● **EXERCISE AIM**
Go through the entries below and copy each line that holds the word "crate".

+++++

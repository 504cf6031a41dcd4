//! HTTP seam between the pages and the catalog backend
//!
//! Pages depend on the [`CatalogApi`] trait; [`HttpCatalogApi`] is the
//! reqwest implementation. Responses are returned as raw envelopes so each
//! page can apply its own notion of success and fallback.

use crate::config::StorefrontConfig;
use crate::error::{Result, StorefrontError};
use crate::models::{ApiEnvelope, ContactPayload, HouseType, Layout, SocialMediaLink};
use async_trait::async_trait;
use log::{error, info, warn};
use serde::de::DeserializeOwned;
use serde_json::Value;

/// Which slice of saved layouts the gallery shows
#[derive(Debug, Clone, Copy, PartialEq, Eq, Default)]
pub enum LayoutScope {
    #[default]
    Public,
    All,
}

impl LayoutScope {
    pub fn path(&self) -> &'static str {
        match self {
            LayoutScope::Public => "/api/layouts/public",
            LayoutScope::All => "/api/layouts",
        }
    }
}

#[async_trait]
pub trait CatalogApi: Send + Sync {
    async fn submit_contact(&self, payload: &ContactPayload) -> Result<ApiEnvelope<Value>>;

    async fn list_layouts(&self, scope: LayoutScope) -> Result<ApiEnvelope<Vec<Layout>>>;

    async fn delete_layout(&self, id: i64) -> Result<ApiEnvelope<Value>>;

    async fn toggle_layout_public(&self, id: i64) -> Result<ApiEnvelope<Value>>;

    async fn active_social_links(&self) -> Result<ApiEnvelope<Vec<SocialMediaLink>>>;

    async fn house_types(&self, include_inactive: bool) -> Result<ApiEnvelope<Vec<HouseType>>>;

    async fn house_type(&self, id: i64) -> Result<ApiEnvelope<HouseType>>;

    async fn house_types_by_category(&self, category: &str)
        -> Result<ApiEnvelope<Vec<HouseType>>>;
}

#[derive(Clone, Debug)]
pub struct HttpCatalogApi {
    base_url: String,
    client: reqwest::Client,
}

impl HttpCatalogApi {
    pub fn new(config: &StorefrontConfig) -> Result<Self> {
        let mut builder = reqwest::Client::builder();
        if let Some(timeout) = config.request_timeout() {
            builder = builder.timeout(timeout);
        }
        let client = builder
            .build()
            .map_err(|e| StorefrontError::Config(format!("Failed to build HTTP client: {}", e)))?;

        Ok(Self {
            base_url: crate::config::normalize_base_url(&config.api_base_url),
            client,
        })
    }

    pub fn base_url(&self) -> &str {
        &self.base_url
    }

    fn url(&self, path: &str) -> String {
        format!("{}{}", self.base_url, path)
    }

    /// Sends a request and parses the body as an envelope.
    ///
    /// The backend reports failures inside the body, often alongside a 4xx
    /// or 5xx code, so the status code alone never decides the outcome.
    /// Like [`Self::send`] for list routes, decoding rows one at a time
    async fn send_list<T: DeserializeOwned>(
        &self,
        request: reqwest::RequestBuilder,
        what: &str,
    ) -> Result<ApiEnvelope<Vec<T>>> {
        let raw: ApiEnvelope<Vec<Value>> = self.send(request, what).await?;
        let (envelope, skipped) = raw.decode_rows();
        if skipped > 0 {
            warn!("[Api] {} skipped {} malformed rows", what, skipped);
        }
        Ok(envelope)
    }

    async fn send<T: DeserializeOwned>(&self, request: reqwest::RequestBuilder, what: &str) -> Result<ApiEnvelope<T>> {
        let response = request.send().await.map_err(|e| {
            error!("[Api] {} failed: {}", what, e);
            StorefrontError::Transport(e.to_string())
        })?;

        let status = response.status();
        let body = response.text().await.map_err(|e| {
            error!("[Api] {} body unreadable: {}", what, e);
            StorefrontError::Transport(e.to_string())
        })?;

        serde_json::from_str(&body).map_err(|e| {
            error!("[Api] {} returned unparsable body (HTTP {}): {}", what, status, e);
            StorefrontError::Parse(format!("HTTP {}: {}", status, e))
        })
    }
}

#[async_trait]
impl CatalogApi for HttpCatalogApi {
    async fn submit_contact(&self, payload: &ContactPayload) -> Result<ApiEnvelope<Value>> {
        info!("[Api] Submitting contact message: {}", payload.subject);
        let request = self.client.post(self.url("/api/contact")).json(payload);
        self.send(request, "submit contact").await
    }

    async fn list_layouts(&self, scope: LayoutScope) -> Result<ApiEnvelope<Vec<Layout>>> {
        let request = self.client.get(self.url(scope.path()));
        self.send_list(request, "list layouts").await
    }

    async fn delete_layout(&self, id: i64) -> Result<ApiEnvelope<Value>> {
        let request = self.client.delete(self.url(&format!("/api/layouts/{}", id)));
        self.send(request, "delete layout").await
    }

    async fn toggle_layout_public(&self, id: i64) -> Result<ApiEnvelope<Value>> {
        let request = self
            .client
            .put(self.url(&format!("/api/layouts/{}/toggle-public", id)));
        self.send(request, "toggle layout visibility").await
    }

    async fn active_social_links(&self) -> Result<ApiEnvelope<Vec<SocialMediaLink>>> {
        let request = self.client.get(self.url("/api/social-media/active"));
        self.send_list(request, "list social media").await
    }

    async fn house_types(&self, include_inactive: bool) -> Result<ApiEnvelope<Vec<HouseType>>> {
        let path = if include_inactive {
            "/api/house-types?include_inactive=true"
        } else {
            "/api/house-types"
        };
        let request = self.client.get(self.url(path));
        self.send_list(request, "list house types").await
    }

    async fn house_type(&self, id: i64) -> Result<ApiEnvelope<HouseType>> {
        let request = self.client.get(self.url(&format!("/api/house-types/{}", id)));
        self.send(request, "get house type").await
    }

    async fn house_types_by_category(
        &self,
        category: &str,
    ) -> Result<ApiEnvelope<Vec<HouseType>>> {
        let path = format!(
            "/api/house-types/category/{}",
            urlencoding::encode(category)
        );
        let request = self.client.get(self.url(&path));
        self.send_list(request, "list house types by category").await
    }
}
//! Site footer: fixed link columns, social links from the catalog and the
//! bottom bar.

use crate::api::CatalogApi;
use crate::fetcher::{Fallback, RemoteList};
use crate::models::SocialMediaLink;
use chrono::Datelike;
use std::sync::Arc;

const NO_LINKS_TEXT: &str = "No social media links available";
const APP_VERSION_LABEL: &str = "v2.0.0";

/// Fixed footer links as (label, path)
const QUICK_LINKS: [(&str, &str); 5] = [
    ("Home", "/"),
    ("Designer", "/app"),
    ("Gallery", "/gallery"),
    ("News", "/news"),
    ("About", "/about"),
];

const SUPPORT_LINKS: [(&str, &str); 3] = [
    ("FAQ", "/faq"),
    ("Ask Question", "/qna"),
    ("Contact Us", "/contact"),
];

pub fn social_icon(platform: &str) -> &'static str {
    match platform.to_lowercase().as_str() {
        "facebook" => "📘",
        "instagram" => "📷",
        "twitter" => "🐦",
        "linkedin" => "💼",
        "youtube" => "📺",
        "tiktok" => "🎵",
        "whatsapp" => "💬",
        _ => "🔗",
    }
}

pub fn copyright_line(year: i32) -> String {
    format!("© {} FurniLayout. All Rights Reserved.", year)
}

pub fn current_year() -> i32 {
    chrono::Local::now().year()
}

/// One rendered social link
#[derive(Debug, Clone, PartialEq, Eq)]
pub struct SocialEntry {
    pub icon: &'static str,
    pub platform: String,
    pub url: String,
}

impl From<&SocialMediaLink> for SocialEntry {
    fn from(link: &SocialMediaLink) -> Self {
        SocialEntry {
            icon: social_icon(&link.platform),
            platform: link.platform.clone(),
            url: link.url.clone(),
        }
    }
}

pub struct Footer {
    api: Arc<dyn CatalogApi>,
    links: RemoteList<SocialMediaLink>,
}

impl Footer {
    pub fn new(api: Arc<dyn CatalogApi>) -> Self {
        Self {
            api,
            links: RemoteList::new("Footer", Fallback::Empty),
        }
    }

    pub async fn mount(&self) -> bool {
        self.links.load(self.api.active_social_links()).await
    }

    pub async fn unmount(&self) {
        self.links.invalidate().await;
    }

    pub fn link_list(&self) -> &RemoteList<SocialMediaLink> {
        &self.links
    }

    pub async fn entries(&self) -> Vec<SocialEntry> {
        self.links.items().await.iter().map(SocialEntry::from).collect()
    }

    pub async fn shows_empty_state(&self) -> bool {
        self.links.is_empty().await
    }

    /// Placeholder for the social column while there are no links
    pub async fn empty_state_text(&self) -> Option<&'static str> {
        if self.links.is_empty().await {
            Some(NO_LINKS_TEXT)
        } else {
            None
        }
    }

    pub fn quick_links(&self) -> &'static [(&'static str, &'static str)] {
        &QUICK_LINKS
    }

    pub fn support_links(&self) -> &'static [(&'static str, &'static str)] {
        &SUPPORT_LINKS
    }

    pub fn version(&self) -> &'static str {
        APP_VERSION_LABEL
    }

    pub fn copyright(&self) -> String {
        copyright_line(current_year())
    }
}

#[cfg(test)]
mod tests {
    use super::*;
    use crate::testing::{failure, success, transport_error, ScriptedApi};

    fn link(id: i64, platform: &str) -> SocialMediaLink {
        SocialMediaLink {
            id,
            platform: platform.to_string(),
            url: format!("https://{}.com/furnilayout", platform.to_lowercase()),
        }
    }

    #[test]
    fn icons_ignore_case() {
        assert_eq!(social_icon("Instagram"), "📷");
        assert_eq!(social_icon("WHATSAPP"), "💬");
        assert_eq!(social_icon("mastodon"), "🔗");
        assert_eq!(social_icon(""), "🔗");
    }

    #[test]
    fn copyright_mentions_year() {
        assert_eq!(copyright_line(2026), "© 2026 FurniLayout. All Rights Reserved.");
        assert!(current_year() >= 2024);
    }

    #[tokio::test]
    async fn fixed_columns_and_placeholder() {
        let api = Arc::new(ScriptedApi::default());
        api.push_social(success(vec![link(1, "Facebook")]));
        let footer = Footer::new(api.clone());

        assert_eq!(footer.empty_state_text().await, Some("No social media links available"));
        footer.mount().await;
        assert_eq!(footer.empty_state_text().await, None);

        assert_eq!(footer.quick_links().len(), 5);
        assert_eq!(footer.quick_links()[1], ("Designer", "/app"));
        assert_eq!(footer.support_links().last(), Some(&("Contact Us", "/contact")));
        assert_eq!(footer.version(), "v2.0.0");
        assert!(footer.copyright().ends_with("FurniLayout. All Rights Reserved."));
    }

    #[tokio::test]
    async fn mount_lists_links_with_icons() {
        let api = Arc::new(ScriptedApi::default());
        api.push_social(success(vec![link(1, "Facebook"), link(2, "TikTok")]));
        let footer = Footer::new(api.clone());

        assert!(footer.mount().await);
        let entries = footer.entries().await;
        assert_eq!(entries.len(), 2);
        assert_eq!(entries[0].icon, "📘");
        assert_eq!(entries[1].icon, "🎵");
        assert_eq!(entries[1].url, "https://tiktok.com/furnilayout");
        assert!(!footer.shows_empty_state().await);
    }

    #[tokio::test]
    async fn failures_leave_footer_empty() {
        let api = Arc::new(ScriptedApi::default());
        api.push_social(success(vec![link(1, "Youtube")]));
        api.push_social(failure("Failed to fetch"));
        api.push_social(transport_error());
        let footer = Footer::new(api.clone());

        footer.mount().await;
        assert_eq!(footer.entries().await.len(), 1);
        footer.mount().await;
        assert!(footer.shows_empty_state().await);
        footer.mount().await;
        assert!(footer.shows_empty_state().await);
        assert_eq!(footer.link_list().stats().await.failed_fetches, 2);
    }
}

+++++

● **REPLY TO THE EXERCISE**
use crate::config::StorefrontConfig;
use crate::error::{Result, StorefrontError};
use crate::models::{ApiEnvelope, ContactPayload, HouseType, Layout, SocialMediaLink};
            base_url: crate::config::normalize_base_url(&config.api_base_url),
use crate::api::CatalogApi;
use crate::fetcher::{Fallback, RemoteList};
use crate::models::SocialMediaLink;
    use crate::testing::{failure, success, transport_error, ScriptedApi};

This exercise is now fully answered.